Durant bien des années, le droit dans ce domaine a été marqué par un surprenant immobilisme. La loi du 18 juin 1838, adoptée sous le règne de Louis Philippe, n'a été abrogée qu'en 1990. Jusqu'à cette date, le droit positif traitait donc des "aliénés" et se préoccupait surtout de leur enfermement, dans le but de mettre la population à l'abri du danger qu'ils pouvaient représenter. La loi du 27 juin 1990 a mis fin à cette législation d'un autre âge en ouvrant aux personnes hospitalisées sans leur consentement, soit à la demande de leur famille, soit sur le fondement d'une décision de l'autorité de police, le droit de saisir le juge judiciaire pour faire reconnaître le caractère abusif de leur internement et ordonner leur libération.

Par deux décisions rendues sur QPC le 26 novembre 2010 et le 9 juin 2011, le Conseil constitutionnel a brutalement mis fin à cette période de stabilité. Il a censuré les dispositifs d'hospitalisation sans le consentement du patient pour violation de l'article 66 de la Constitution. La privation de liberté qu'autorisaient ces procédures pouvait en effet se prolonger au-delà de quinze jours, sans intervention du juge judiciaire, par simple décision administrative. Le Conseil ayant repoussé l'abrogation des dispositions litigieuses au 1er août 2011, le législateur est donc intervenu, non sans précipitation. La loi du 5 juillet 2011 impose désormais l'intervention du juge des libertés et de la détention de manière systématique, dès qu'une personne est soumise à des soins psychiatriques sans son consentement. Sa décision doit être rendue à l'issue d'une période d'hospitalisation complète, puis tous les six mois si le traitement doit être prolongé.
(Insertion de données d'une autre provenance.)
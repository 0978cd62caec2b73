//! Property-based tests for catalog storage and aggregation
//!
//! Tests invariants:
//! - Index totals always match the per-batch mirrors
//! - Aggregated field names are the set union of enabled batches
//! - Disabled batches never contribute
//! - Path segment normalization is idempotent and path-safe

use std::collections::{BTreeMap, BTreeSet};

use chrono::Utc;
use proptest::prelude::*;

use crate::core::catalog::aggregation::AggregationEngine;
use crate::core::catalog::state::normalize_path_segment;
use crate::core::catalog::types::{Batch, BatchInfo, CatalogIndex, CustomFieldDefinitions};
use crate::tests::common::create_test_batch;

// ============================================================================
// Strategies for generating test inputs
// ============================================================================

fn arb_category() -> impl Strategy<Value = String> {
    prop_oneof![
        Just("professions".to_string()),
        Just("ancestries".to_string()),
        Just("communities".to_string()),
        Just("domains".to_string()),
    ]
}

fn arb_field_name() -> impl Strategy<Value = String> {
    prop_oneof![
        "[a-z]{1,6}",
        Just("游侠".to_string()),
        Just("荒野".to_string()),
        Just("人类".to_string()),
    ]
}

fn arb_fields() -> impl Strategy<Value = CustomFieldDefinitions> {
    prop::collection::btree_map(
        arb_category(),
        prop::collection::vec(arb_field_name(), 0..5),
        0..4,
    )
}

/// Batches with random definitions and a random disabled flag.
fn arb_batches() -> impl Strategy<Value = Vec<Batch>> {
    prop::collection::vec((arb_fields(), any::<bool>()), 0..6).prop_map(|specs| {
        specs
            .into_iter()
            .enumerate()
            .map(|(i, (fields, disabled))| {
                let mut batch =
                    create_test_batch(&format!("batch-{}", i), fields, Default::default());
                batch.disabled = disabled;
                batch
            })
            .collect()
    })
}

fn info(id: &str, card_count: usize) -> BatchInfo {
    BatchInfo {
        id: id.to_string(),
        name: id.to_string(),
        file_name: format!("{}.json", id),
        import_time: Utc::now(),
        version: None,
        card_count,
        card_types: Vec::new(),
        size: 0,
        is_system_batch: false,
        disabled: false,
    }
}

fn non_empty_sets(fields: &CustomFieldDefinitions) -> BTreeMap<String, BTreeSet<String>> {
    fields
        .iter()
        .filter(|(_, names)| !names.is_empty())
        .map(|(cat, names)| (cat.clone(), names.iter().cloned().collect()))
        .collect()
}

// ============================================================================
// Index properties
// ============================================================================

proptest! {
    #[test]
    fn index_totals_match_entries(counts in prop::collection::vec(0usize..500, 0..20)) {
        let mut index = CatalogIndex::default();
        for (i, count) in counts.iter().enumerate() {
            index.batches.insert(format!("b{}", i), info(&format!("b{}", i), *count));
        }
        index.recompute_totals();

        prop_assert!(index.totals_consistent());
        prop_assert_eq!(index.total_batches, counts.len());
        prop_assert_eq!(index.total_cards, counts.iter().sum::<usize>());
    }

    #[test]
    fn index_totals_survive_removal(
        counts in prop::collection::vec(0usize..100, 1..10),
        remove in any::<prop::sample::Index>(),
    ) {
        let mut index = CatalogIndex::default();
        for (i, count) in counts.iter().enumerate() {
            index.batches.insert(format!("b{}", i), info(&format!("b{}", i), *count));
        }
        let victim = format!("b{}", remove.index(counts.len()));
        index.batches.shift_remove(&victim);
        index.recompute_totals();

        prop_assert!(index.totals_consistent());
        prop_assert_eq!(index.total_batches, counts.len() - 1);
    }
}

// ============================================================================
// Aggregation properties
// ============================================================================

proptest! {
    #[test]
    fn aggregated_fields_are_union_of_enabled_batches(batches in arb_batches()) {
        let mut expected: BTreeMap<String, BTreeSet<String>> = BTreeMap::new();
        for batch in batches.iter().filter(|b| !b.disabled) {
            for (cat, names) in non_empty_sets(&batch.custom_field_definitions) {
                expected.entry(cat).or_default().extend(names);
            }
        }

        let mut engine = AggregationEngine::new();
        let fields = engine.get_aggregated_custom_fields(batches.iter());

        for names in fields.values() {
            let unique: BTreeSet<&String> = names.iter().collect();
            prop_assert_eq!(unique.len(), names.len(), "duplicate names in {:?}", names);
        }
        prop_assert_eq!(non_empty_sets(&fields), expected);
    }

    #[test]
    fn disabled_batches_never_contribute(batches in arb_batches()) {
        let enabled: BTreeSet<String> = batches
            .iter()
            .filter(|b| !b.disabled)
            .flat_map(|b| b.custom_field_definitions.values().flatten().cloned())
            .collect();

        let mut engine = AggregationEngine::new();
        let fields = engine.get_aggregated_custom_fields(batches.iter());
        for name in fields.values().flatten() {
            prop_assert!(enabled.contains(name), "'{}' leaked from a disabled batch", name);
        }
    }

    #[test]
    fn cached_aggregation_matches_fresh(batches in arb_batches()) {
        let mut engine = AggregationEngine::new();
        let first = engine.get_aggregated_custom_fields(batches.iter());
        let cached = engine.get_aggregated_custom_fields(batches.iter());
        engine.invalidate();
        let fresh = engine.get_aggregated_custom_fields(batches.iter());

        prop_assert_eq!(&first, &cached);
        prop_assert_eq!(non_empty_sets(&first), non_empty_sets(&fresh));
    }
}

// ============================================================================
// Path segment properties
// ============================================================================

proptest! {
    #[test]
    fn normalize_is_idempotent(input in "[a-zA-Z0-9 _/.:?#\\-一-龥]{0,40}") {
        let once = normalize_path_segment(&input);
        prop_assert_eq!(normalize_path_segment(&once), once);
    }

    #[test]
    fn normalize_output_is_path_safe(input in "\\PC{0,40}") {
        let out = normalize_path_segment(&input);
        prop_assert!(!out.chars().any(|c| c.is_whitespace() || c.is_control()));
        for forbidden in ['/', '\\', '?', '%', '*', ':', '|', '"', '<', '>', '#', '.'] {
            prop_assert!(!out.contains(forbidden), "'{}' kept in {:?}", forbidden, out);
        }
    }
}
On pouvait penser que le régime juridique des soins sans le consentement des patients était enfin établi. La présente proposition de loi montre le contraire, même si elle n'a pas pour objet de modifier l'ensemble du texte de juillet 2011. C'est ainsi qu'elle ne met pas en cause l'évolution qui a permis de passer de la notion d'"hospitalisation" à celle de "soins" sans consentement. L'idée est désormais acquise que la prise en charge de la maladie mentale ne passe pas nécessairement par l'enfermement du patient. Sans doute, mais il n'en demeure pas moins que les trois modifications introduites par la proposition de loi actuellement en débat portent précisément sur les conditions d'enfermement. Si les deux premières seront sans doutes relativement consensuelles dans la mesure où elles trouvent leur origine dans la jurisprudence du Conseil constitutionnel, la troisième, celle portant sur l'autorisation des sorties d'essai, sera sans doute davantage débattue.

Les UMD

Les UMD sont des services hospitaliers spécialisés dans le traitement des malades mentaux présentant un danger potentiel pour eux-mêmes ou pour autrui. Sur le plan thérapeutique, ils ne diffèrent guère des services de psychiatrie dans les hôpitaux ordinaires. Sur le plan de l'organisation en revanche, ce sont des espaces fermés destinés à prendre en charge la dangerosité des patients. Ces derniers y sont placés par une décision administrative, en l'occurrence un arrêté préfectoral, selon le mode SPDRE (soins psychiatriques sur décision du représentant de l'Etat) qui a succédé à l'ancienne "hospitalisation d'office". Le Conseil constitutionnel avait sanctionné ce régime juridique comme dépourvu de "garanties légales suffisantes". Sur ce point, la proposition de loi replace simplement les UMD dans le droit commun, permettant ainsi aux patients qui y sont hospitalisés de bénéficier des mêmes garanties que ceux hospitalisés dans des services hospitaliers ordinaires.

Les irresponsables pénaux

Chacun sait qu'une personne peut être jugée pénalement irresponsable lorsque, au moment de l'infraction, elle se trouvait en un état de trouble mental si important qu'il emportait abolition de son discernement. Son dossier est ensuite transmis au représentant de l'Etat qui peut décider l'internement, soit dans un service ordinaire, soit en UMD. Là encore, le Conseil constitutionnel a estimé que ce régime juridique ne tenait pas suffisamment compte de la gravité de l'infraction commise. La proposition de loi limite donc ce type d'internement aux personnes ayant commis des actes passibles de cinq de prison pour les atteintes aux personnes et de dix ans pour les atteintes aux biens. Une telle restriction ne signifie pas qu'une personne considérée comme irresponsable à la suite d'un acte moins grave sera immédiatement relâchée. Elle pourra tout de même se voir imposer des soins, sur le fondement du droit commun, c'est à dire à partir de l'évaluation du danger qu'elle représente pour elle-même ou pour les tiers.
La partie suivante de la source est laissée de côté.